#### [Your goal]
In the listing below, count every line that contains "returns". Give nothing but the number.

#### [Material supplied]
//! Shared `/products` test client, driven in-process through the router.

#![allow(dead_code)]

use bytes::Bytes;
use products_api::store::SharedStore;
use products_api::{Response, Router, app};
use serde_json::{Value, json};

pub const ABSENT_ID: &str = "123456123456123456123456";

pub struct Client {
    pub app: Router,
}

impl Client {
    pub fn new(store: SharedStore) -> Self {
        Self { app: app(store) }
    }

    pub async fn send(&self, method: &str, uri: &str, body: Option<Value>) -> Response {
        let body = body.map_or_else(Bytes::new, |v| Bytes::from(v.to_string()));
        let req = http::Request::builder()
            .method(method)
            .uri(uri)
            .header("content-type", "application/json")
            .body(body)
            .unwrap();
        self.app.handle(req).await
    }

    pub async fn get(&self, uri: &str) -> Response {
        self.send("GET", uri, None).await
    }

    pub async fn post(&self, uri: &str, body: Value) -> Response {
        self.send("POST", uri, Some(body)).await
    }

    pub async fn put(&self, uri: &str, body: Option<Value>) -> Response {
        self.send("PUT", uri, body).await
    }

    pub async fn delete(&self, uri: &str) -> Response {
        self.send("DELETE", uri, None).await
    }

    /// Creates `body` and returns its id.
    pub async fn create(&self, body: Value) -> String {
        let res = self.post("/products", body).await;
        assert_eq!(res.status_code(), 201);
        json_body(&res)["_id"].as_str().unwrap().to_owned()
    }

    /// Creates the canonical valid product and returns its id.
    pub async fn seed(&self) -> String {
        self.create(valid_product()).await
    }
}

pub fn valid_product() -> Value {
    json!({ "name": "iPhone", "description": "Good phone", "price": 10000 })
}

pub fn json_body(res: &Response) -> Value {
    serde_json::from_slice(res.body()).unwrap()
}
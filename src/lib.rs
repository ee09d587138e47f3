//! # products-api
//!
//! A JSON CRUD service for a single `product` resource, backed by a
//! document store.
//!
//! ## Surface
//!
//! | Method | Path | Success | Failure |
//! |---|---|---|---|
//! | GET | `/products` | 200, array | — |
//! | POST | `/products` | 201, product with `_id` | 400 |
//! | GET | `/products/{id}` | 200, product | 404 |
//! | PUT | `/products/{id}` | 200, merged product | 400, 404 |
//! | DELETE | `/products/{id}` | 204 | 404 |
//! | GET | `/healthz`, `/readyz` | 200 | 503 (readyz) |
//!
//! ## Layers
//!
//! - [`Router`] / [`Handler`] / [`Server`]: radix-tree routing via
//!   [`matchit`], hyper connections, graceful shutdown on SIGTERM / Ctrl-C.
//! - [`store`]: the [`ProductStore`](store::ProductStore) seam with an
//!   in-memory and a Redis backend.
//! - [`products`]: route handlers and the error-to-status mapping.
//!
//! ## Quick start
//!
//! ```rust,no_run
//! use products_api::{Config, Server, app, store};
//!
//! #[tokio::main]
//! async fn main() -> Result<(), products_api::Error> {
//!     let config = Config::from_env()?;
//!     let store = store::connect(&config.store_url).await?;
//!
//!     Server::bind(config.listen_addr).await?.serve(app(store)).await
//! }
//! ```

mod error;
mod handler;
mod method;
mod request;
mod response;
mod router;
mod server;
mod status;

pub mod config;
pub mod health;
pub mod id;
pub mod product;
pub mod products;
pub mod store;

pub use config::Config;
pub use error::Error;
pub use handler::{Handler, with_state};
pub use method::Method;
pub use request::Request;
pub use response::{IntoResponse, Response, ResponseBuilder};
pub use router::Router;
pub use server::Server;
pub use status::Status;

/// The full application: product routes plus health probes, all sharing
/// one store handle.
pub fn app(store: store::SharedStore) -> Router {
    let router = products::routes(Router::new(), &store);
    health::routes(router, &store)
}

#### [Result of this task]
2